Based on the understanding that producing stretching and folding is a key factor to accelerating the mixing of two or more substances, or to facilitating the movement of particles of a substance within a chamber, the question of how best to achieve stretching and folding by advection is often critical to the design of numerous mixing systems. In the field of microfluidic devices, numerous techniques have been developed for achieving more efficient mixing by means of advection. For example, microfluidic devices are known which utilise air-driven bladders, or which provide means for enabling the boundaries of a mixing chamber to be move, for example by means of rotation of the hybridization chamber, by cavitation microstreaming, or by the use of magnetic stirring bars.
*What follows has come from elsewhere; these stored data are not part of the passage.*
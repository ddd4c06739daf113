// SPDX-License-Identifier: CEPL-1.0
fn main() {
    println!("cargo:rerun-if-changed=build.rs");
    #[cfg(feature = "builtin-shaders")]
    builtin::compile();
}

#[cfg(feature = "builtin-shaders")]
mod builtin {
    use std::{env, fs, path::PathBuf};

    // Vertex layout must match pipeline::vertex_attributes:
    //   location 0: R32G32B32_SFLOAT (pos)
    //   location 1: R32G32B32_SFLOAT (color)
    //   location 2: R32G32_SFLOAT    (uv)
    // UBO layout must match waku_math::UniformData (three column-major mat4).
    const VS_SRC: &str = r#"
#version 450
layout(set = 0, binding = 0) uniform Transforms {
    mat4 model;
    mat4 view;
    mat4 proj;
} ubo;

layout(location = 0) in vec3 inPos;
layout(location = 1) in vec3 inColor;
layout(location = 2) in vec2 inTexCoord;

layout(location = 0) out vec3 vColor;
layout(location = 1) out vec2 vTexCoord;

void main() {
    gl_Position = ubo.proj * ubo.view * ubo.model * vec4(inPos, 1.0);
    vColor = inColor;
    vTexCoord = inTexCoord;
}
"#;

    const FS_SRC: &str = r#"
#version 450
layout(set = 0, binding = 1) uniform sampler2D texSampler;

layout(location = 0) in vec3 vColor;
layout(location = 1) in vec2 vTexCoord;
layout(location = 0) out vec4 outColor;

void main() {
    outColor = vec4(vColor, 1.0) * texture(texSampler, vTexCoord);
}
"#;

    pub fn compile() {
        let out = PathBuf::from(env::var("OUT_DIR").expect("OUT_DIR"));

        let comp = shaderc::Compiler::new().expect("shaderc compiler");
        let mut opts = shaderc::CompileOptions::new().expect("shaderc options");
        opts.set_target_env(
            shaderc::TargetEnv::Vulkan,
            shaderc::EnvVersion::Vulkan1_0 as u32,
        );
        opts.set_optimization_level(shaderc::OptimizationLevel::Performance);

        for (src, kind, name) in [
            (VS_SRC, shaderc::ShaderKind::Vertex, "mesh.vert"),
            (FS_SRC, shaderc::ShaderKind::Fragment, "mesh.frag"),
        ] {
            let spv = comp
                .compile_into_spirv(src, kind, name, "main", Some(&opts))
                .unwrap_or_else(|e| panic!("{name}: {e}"));
            fs::write(out.join(format!("{name}.spv")), spv.as_binary_u8())
                .unwrap_or_else(|e| panic!("write {name}.spv: {e}"));
        }
    }
}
However, advection, i.e. inducing motion of the fluid, is often not sufficient to result in efficient mixing. In recent years it has been established that so-called chaotic advection provides a mechanism for enhancing the movement of particles within a domain and therefore for improving the mixing properties of a system, particularly microscale systems where turbulent fluid motion is not possible.
Mixer designs which utilise chaotic advection to increase the efficiency of the mixing process have been previously proposed in the context of DNA microarrays. These mixers comprise a fluid chamber, fluid supply means operable to allow fluid to be supplied to the chamber and fluid removal means operable to allow fluid to be removed from the chamber. Such designs, which involve cyclic removal and reinjection of the hybridization fluid, have been shown to generate a flow pattern which leads to efficient mixing.
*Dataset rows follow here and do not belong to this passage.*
// SPDX-License-Identifier: CEPL-1.0
//! Needs a Vulkan driver. Run with `--ignored`; returns early when no loader
//! or device is present.

use ash::{vk, Entry};
use waku_render::Vertex;
use waku_render_vk::device::create_instance;
use waku_render_vk::upload::Uploader;

fn vertices(n: usize) -> Vec<Vertex> {
    (0..n)
        .map(|i| {
            let f = i as f32;
            Vertex {
                pos: [f, -f, f * 0.5],
                color: [1.0, f / (n as f32 + 1.0), 0.25],
                uv: [f.sin(), f.cos()],
            }
        })
        .collect()
}

#[test]
#[ignore]
fn vertex_upload_reads_back_bit_identical() {
    let Ok(entry) = (unsafe { Entry::load() }) else {
        eprintln!("no Vulkan loader, skipping");
        return;
    };
    let instance = unsafe { create_instance(&entry, None, false) }.unwrap();

    let picked = unsafe { instance.enumerate_physical_devices() }
        .unwrap()
        .into_iter()
        .find_map(|phys| {
            let families =
                unsafe { instance.get_physical_device_queue_family_properties(phys) };
            families
                .iter()
                .position(|f| f.queue_flags.contains(vk::QueueFlags::GRAPHICS))
                .map(|i| (phys, i as u32))
        });
    let Some((phys, family)) = picked else {
        eprintln!("no graphics-capable device, skipping");
        unsafe { instance.destroy_instance(None) };
        return;
    };

    let priorities = [1.0f32];
    let qci = vk::DeviceQueueCreateInfo {
        s_type: vk::StructureType::DEVICE_QUEUE_CREATE_INFO,
        queue_family_index: family,
        queue_count: 1,
        p_queue_priorities: priorities.as_ptr(),
        ..Default::default()
    };
    let dci = vk::DeviceCreateInfo {
        s_type: vk::StructureType::DEVICE_CREATE_INFO,
        queue_create_info_count: 1,
        p_queue_create_infos: &qci,
        ..Default::default()
    };
    let device = unsafe { instance.create_device(phys, &dci, None) }.unwrap();
    let queue = unsafe { device.get_device_queue(family, 0) };
    let pool_ci = vk::CommandPoolCreateInfo {
        s_type: vk::StructureType::COMMAND_POOL_CREATE_INFO,
        queue_family_index: family,
        ..Default::default()
    };
    let pool = unsafe { device.create_command_pool(&pool_ci, None) }.unwrap();
    let mem_props = unsafe { instance.get_physical_device_memory_properties(phys) };
    let uploader = Uploader::new(&device, mem_props, queue, pool);

    for n in [0usize, 1, 1000] {
        let verts = vertices(n);
        let bytes: &[u8] = bytemuck::cast_slice(&verts);
        let buf = unsafe {
            uploader.upload_buffer(
                bytes,
                vk::BufferUsageFlags::VERTEX_BUFFER | vk::BufferUsageFlags::TRANSFER_SRC,
            )
        }
        .unwrap();
        assert_eq!(buf.size as usize, n * std::mem::size_of::<Vertex>());

        let back = unsafe { uploader.read_back(&buf) }.unwrap();
        assert_eq!(back.len(), bytes.len(), "n={n}");
        assert!(back == bytes, "payload differs for n={n}");
        unsafe { buf.destroy(&device) };
    }

    unsafe {
        device.destroy_command_pool(pool, None);
        device.destroy_device(None);
        instance.destroy_instance(None);
    }
}
// SPDX-License-Identifier: CEPL-1.0
#![deny(unsafe_op_in_unsafe_fn)]

pub mod clock;
pub mod config;

pub use clock::{FpsCounter, FrameClock, FrameTime};
pub use config::{load_toml, ConfigError};

pub fn init_tracing() {
    use tracing_subscriber::{fmt, EnvFilter};
    let _ = fmt()
        .with_env_filter(EnvFilter::from_default_env())
        .with_target(false)
        .compact()
        .try_init();
}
The process of removal from, and reinjection to, a chamber of particles of a substance can be modelled as a “source-sink” pair. As shown in FIG. 1A, particles are shown to travel from the fluid supply means or “source” (+), to the fluid removal means, or “sink” (−), on a path called a “streamline” (S). The flow pattern arising from activation of a source-sink pair can be represented by a plurality of streamlines, wherein the most direct streamline (S_d) from a point source to a point sink generally represents the motion of particles travelling from source to sink with the greatest velocity, whilst particles which travel along one of the curved streamlines on either side of this shortest path travel more slowly. The positions that particles reach in a given time after a source-sink pair is activated defines a fluid front which will exhibit a peak along the streamline representing particles travelling with the greatest velocity. The derivative of the twist function generated by a source-sink pair therefore exhibits a turning point, or change in sign, along the peak in the fluid front. Hence, we can see that the twist function or “shear” breaks down along the fastest streamline between a source and the corresponding sink. Using the model of source-sink pairs, the streamlines generated by the removal and supply of a substance to a chamber can be computed analytically in order that the geometry of the flow pattern can be visualised and considered. The mathematical detail demonstrating how streamlines may be computed is given in the “theoretical analysis” section at the end of the description.
It has been previously shown that a sufficient condition for “chaos” is the crossing of streamlines. It is acknowledged that if flow-fields can be caused to intersect, such that the streamlines of one flow-field cross with the streamlines of another flow pattern so as to achieve cross-sectional flow, then chaos occurs amongst the particle trajectories. The present invention is founded on the understanding that “streamline crossing” provides a primary mechanism for creating chaotic advection.
The skill in designing mixers of the type which utilise the supply and removal of a substance to create a flow field, lies in determining the appropriate locations of the fluid supply means and the fluid removal means so as to generate a flow pattern in which the particle trajectories are chaotic. The pumping time is also relevant. However, determining the most appropriate locations for supply means and removal means of a fluidic system such as a DNA microarray has, conventionally, been a matter of trial and error.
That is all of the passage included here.